Greater flexibility in pupillage is also on the BSB’s agenda. PJ Kirby QC, the joint head of Hardwicke, sympathised that pupillage can be a “pretty nerve-wracking 12 months” reminiscent of a year-long job interview. Speaking at the Bar session of the Conference — which was sponsored by legal tech company Bar Squared and barristers’ chambers Hardwicke, and featured sessions on innovation, the solicitor super-exam and more — Kirby said “we’ve got to try to do things that make the pupils feel more a part of chambers”. For example, he encourages chambers to have their pupils move around during their year-long traineeship. Pupils “need to be seen and heard and be very much part of chambers life”, he said.
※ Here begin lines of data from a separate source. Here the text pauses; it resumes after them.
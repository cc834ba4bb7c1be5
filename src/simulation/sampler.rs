//! Path sampler.
//!
//! Produces one `(terminal return, drawdown)` pair per path from correlated
//! fat-tailed shocks: Box–Muller (or inverse-CDF-mapped scrambled Sobol)
//! normals, Cholesky correlation, chi-squared Student-t scaling, a skew
//! transform and weighted portfolio aggregation.

use serde::{Deserialize, Serialize};
use statrs::function::erf::erf_inv;

use super::config::{FatTailMode, SamplingMode};
use super::params::DistributionParams;
use super::sobol::SobolSequence;
use crate::matrix::CholeskyFactor;
use crate::rng::SimRng;

/// Clip bound on standardised shocks in multivariate-t mode
const SHOCK_CLIP_T: f64 = 8.0;
/// Clip bound on standardised shocks in Gaussian mode
const SHOCK_CLIP_GAUSSIAN: f64 = 6.0;
/// Per-asset and portfolio return bounds (−100% to +1000%).
///
/// The upper bound is surprising but contractual; persisted percentiles
/// depend on it.
const RETURN_MIN: f64 = -1.0;
const RETURN_MAX: f64 = 10.0;
/// Degrees of freedom above which the chi-squared draw switches to its
/// Gaussian approximation
const CHI_SQUARED_GAUSSIAN_DF: f64 = 100.0;
/// Skew coefficients inside this band are treated as symmetric
const SKEW_EPSILON: f64 = 0.01;
/// Scale of the drawdown proxy
const DRAWDOWN_FACTOR: f64 = 0.8;

/// Outcome of one simulated path.
#[derive(Debug, Clone, Copy, Serialize, Deserialize)]
#[serde(rename_all = "camelCase")]
pub struct PathResult {
    /// One-year terminal portfolio return, in [−1, 10]
    pub terminal_return: f64,
    /// Drawdown proxy, in [0, 1]
    pub max_drawdown: f64,
}

/// Source of the per-path standard normal vector.
pub enum NormalSource {
    /// Box–Muller over the shard's PRNG
    Pseudo,
    /// Scrambled Sobol point mapped through the inverse normal CDF.
    ///
    /// Each shard starts at a disjoint index so shards consume disjoint
    /// low-discrepancy points.
    Sobol {
        /// Generator of dimension N
        sequence: Box<SobolSequence>,
        /// Next point index
        index: u64,
    },
}

impl NormalSource {
    fn fill(&mut self, rng: &mut SimRng, z: &mut [f64]) {
        match self {
            NormalSource::Pseudo => {
                for slot in z.iter_mut() {
                    *slot = rng.next_gaussian();
                }
            }
            NormalSource::Sobol { sequence, index } => {
                sequence.point(*index, z);
                *index += 1;
                for slot in z.iter_mut() {
                    *slot = inverse_normal_cdf(*slot);
                }
            }
        }
    }
}

/// Standard normal quantile via the inverse error function
fn inverse_normal_cdf(p: f64) -> f64 {
    std::f64::consts::SQRT_2 * erf_inv(2.0 * p - 1.0)
}

/// Per-asset skew transform constants for `δ = skew / √(1 + skew²)`
#[derive(Debug, Clone, Copy)]
struct SkewTransform {
    delta: f64,
    scale: f64,
    offset: f64,
    active: bool,
}

impl SkewTransform {
    fn new(skew: f64) -> Self {
        let delta = skew / (1.0 + skew * skew).sqrt();
        Self {
            delta,
            scale: (1.0 - delta * delta).sqrt(),
            offset: delta * (2.0 / std::f64::consts::PI).sqrt(),
            active: skew.abs() > SKEW_EPSILON,
        }
    }

    #[inline]
    fn apply(&self, x: f64) -> f64 {
        if self.active {
            x * self.scale + self.delta * x.abs() - self.offset
        } else {
            x
        }
    }
}

/// Immutable per-run sampler shared read-only by every shard.
pub struct PathSampler<'a> {
    factor: &'a CholeskyFactor,
    params: &'a [DistributionParams],
    weights: &'a [f64],
    cash_weight: f64,
    cash_rate: f64,
    portfolio_vol: f64,
    fat_tail_mode: FatTailMode,
    skews: Vec<SkewTransform>,
    /// Minimum finite tail df; t-scaling engages below 30
    min_tail_df: Option<f64>,
    shock_clip: f64,
}

impl<'a> PathSampler<'a> {
    /// Build a sampler over per-run inputs. `weights` and `params` are in
    /// portfolio-position order, matching the factor's row order.
    pub fn new(
        factor: &'a CholeskyFactor,
        params: &'a [DistributionParams],
        weights: &'a [f64],
        cash_weight: f64,
        cash_rate: f64,
        portfolio_vol: f64,
        fat_tail_mode: FatTailMode,
    ) -> Self {
        debug_assert_eq!(factor.dim(), params.len());
        debug_assert_eq!(factor.dim(), weights.len());

        let min_tail_df = params
            .iter()
            .map(|p| p.tail_df)
            .filter(|df| df.is_finite())
            .fold(None, |acc: Option<f64>, df| {
                Some(acc.map_or(df, |m| m.min(df)))
            });
        let skews = params.iter().map(|p| SkewTransform::new(p.skew)).collect();
        let shock_clip = match fat_tail_mode {
            FatTailMode::Gaussian => SHOCK_CLIP_GAUSSIAN,
            FatTailMode::MultivariateT => SHOCK_CLIP_T,
        };

        Self {
            factor,
            params,
            weights,
            cash_weight,
            cash_rate,
            portfolio_vol,
            fat_tail_mode,
            skews,
            min_tail_df,
            shock_clip,
        }
    }

    /// Asset count
    pub fn dim(&self) -> usize {
        self.params.len()
    }

    /// Build the normal source for one shard. QMC shards start at their
    /// disjoint path offset; unsupported dimensions fall back to the
    /// pseudo-random driver (the caller logs the downgrade).
    pub fn normal_source(&self, mode: SamplingMode, seed: u64, start_index: u64) -> NormalSource {
        match mode {
            SamplingMode::Qmc => match SobolSequence::new(self.dim(), seed) {
                Ok(sequence) => NormalSource::Sobol {
                    sequence: Box::new(sequence),
                    index: start_index,
                },
                Err(_) => NormalSource::Pseudo,
            },
            SamplingMode::PseudoRandom => NormalSource::Pseudo,
        }
    }

    /// Sample one path.
    ///
    /// `z` and `x` are caller-owned scratch of length N; `rng` is the
    /// shard's PRNG (chi-squared and drawdown draws come from it in both
    /// sampling modes).
    pub fn sample_path(
        &self,
        rng: &mut SimRng,
        source: &mut NormalSource,
        z: &mut [f64],
        x: &mut [f64],
    ) -> PathResult {
        source.fill(rng, z);
        self.factor.mul_vector(z, x);

        // Student-t scaling: one chi-squared draw shared by all assets.
        // The joint product of √(df/χ²) and the √((df−2)/df) variance
        // correction slightly biases variance; preserved as-is so seeded
        // runs stay bit-identical with historical outputs.
        if self.fat_tail_mode == FatTailMode::MultivariateT
            && let Some(df) = self.min_tail_df.filter(|df| *df < 30.0)
        {
            let chi_squared = chi_squared(rng, df);
            let scale = (df / chi_squared).sqrt();
            let correction = if df > 2.0 {
                ((df - 2.0) / df).sqrt()
            } else {
                1.0
            };
            for value in x.iter_mut() {
                *value *= scale * correction;
            }
        }

        for value in x.iter_mut() {
            *value = value.clamp(-self.shock_clip, self.shock_clip);
        }

        let mut portfolio_return = self.cash_weight * self.cash_rate;
        for i in 0..self.params.len() {
            let shocked = self.skews[i].apply(x[i]);
            let asset_return =
                clamp_return(self.params[i].mu + shocked * self.params[i].sigma);
            portfolio_return += self.weights[i] * asset_return;
        }
        let terminal_return = clamp_return(portfolio_return);

        let drawdown_z = rng.next_gaussian();
        let max_drawdown =
            (self.portfolio_vol * drawdown_z.abs() * DRAWDOWN_FACTOR).clamp(0.0, 1.0);

        PathResult {
            terminal_return,
            max_drawdown,
        }
    }
}

/// Clamp a return into the contract range, coercing non-finite values to 0.
#[inline]
fn clamp_return(value: f64) -> f64 {
    if !value.is_finite() {
        return 0.0;
    }
    value.clamp(RETURN_MIN, RETURN_MAX)
}

/// Chi-squared draw with `df` degrees of freedom as a sum of squared
/// standard normals; above 100 degrees the Gaussian approximation
/// `df + √(2·df)·z` is used.
fn chi_squared(rng: &mut SimRng, df: f64) -> f64 {
    if df > CHI_SQUARED_GAUSSIAN_DF {
        return (df + (2.0 * df).sqrt() * rng.next_gaussian()).max(0.0);
    }
    let terms = df.round().max(1.0) as usize;
    let mut sum = 0.0;
    for _ in 0..terms {
        let z = rng.next_gaussian();
        sum += z * z;
    }
    sum
}
//! Annualised volatility.

use crate::constants::trading;
use crate::error::{Result, RiskError};

/// Sample mean
pub(crate) fn mean(values: &[f64]) -> f64 {
    values.iter().sum::<f64>() / values.len() as f64
}

/// Sample standard deviation (n−1 denominator)
pub(crate) fn stddev(values: &[f64]) -> f64 {
    let n = values.len();
    if n < 2 {
        return 0.0;
    }
    let m = mean(values);
    let variance = values.iter().map(|v| (v - m).powi(2)).sum::<f64>() / (n - 1) as f64;
    variance.sqrt()
}

/// Annualised volatility `stddev(daily) · √252`.
///
/// Requires at least 30 daily observations.
pub fn annualized_volatility(daily_returns: &[f64]) -> Result<f64> {
    let n = daily_returns.len();
    if n < trading::MIN_OBSERVATIONS {
        return Err(RiskError::InsufficientData {
            required: trading::MIN_OBSERVATIONS,
            actual: n,
        });
    }
    Ok(stddev(daily_returns) * (trading::DAYS_PER_YEAR as f64).sqrt())
}
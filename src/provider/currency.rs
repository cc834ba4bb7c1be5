//! Currency normalisation for price series.

use super::models::{FxRate, PriceSeries};

/// A series converted to a target currency, with the local original kept
/// alongside.
#[derive(Debug, Clone)]
pub struct ConvertedSeries {
    /// The converted series (currency = the FX target)
    pub converted: PriceSeries,
    /// The original local-currency series, untouched
    pub local: PriceSeries,
    /// Rate applied per price point
    pub fx_rate: f64,
    /// Timestamp of the rate used
    pub fx_timestamp: i64,
}

/// Convert a series into the FX rate's target currency.
///
/// Pure function over `(series, rate)`: every close is multiplied by the
/// spot rate. Metadata prices convert the same way so quote-derived fields
/// stay consistent with the series.
pub fn convert_series(series: &PriceSeries, fx: &FxRate) -> ConvertedSeries {
    let mut converted = series.clone();
    converted.currency = fx.to.clone();
    for price in &mut converted.prices {
        *price *= fx.rate;
    }
    converted.meta.regular_market_price = series.meta.regular_market_price.map(|p| p * fx.rate);
    converted.meta.previous_close = series.meta.previous_close.map(|p| p * fx.rate);

    ConvertedSeries {
        converted,
        local: series.clone(),
        fx_rate: fx.rate,
        fx_timestamp: fx.as_of,
    }
}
Chambers’ role in nurturing future barrister talent doesn’t just begin on day one of pupillage, said Steven Barrett, the chair of Big Voice London and a barrister at Radcliffe Chambers. Sceptical of “top-down changes”, Barrett asked the barristers in the audience to “think up ways of engaging” young, disadvantaged students, stressing that the thing that often puts people off the bar is not knowing enough about it.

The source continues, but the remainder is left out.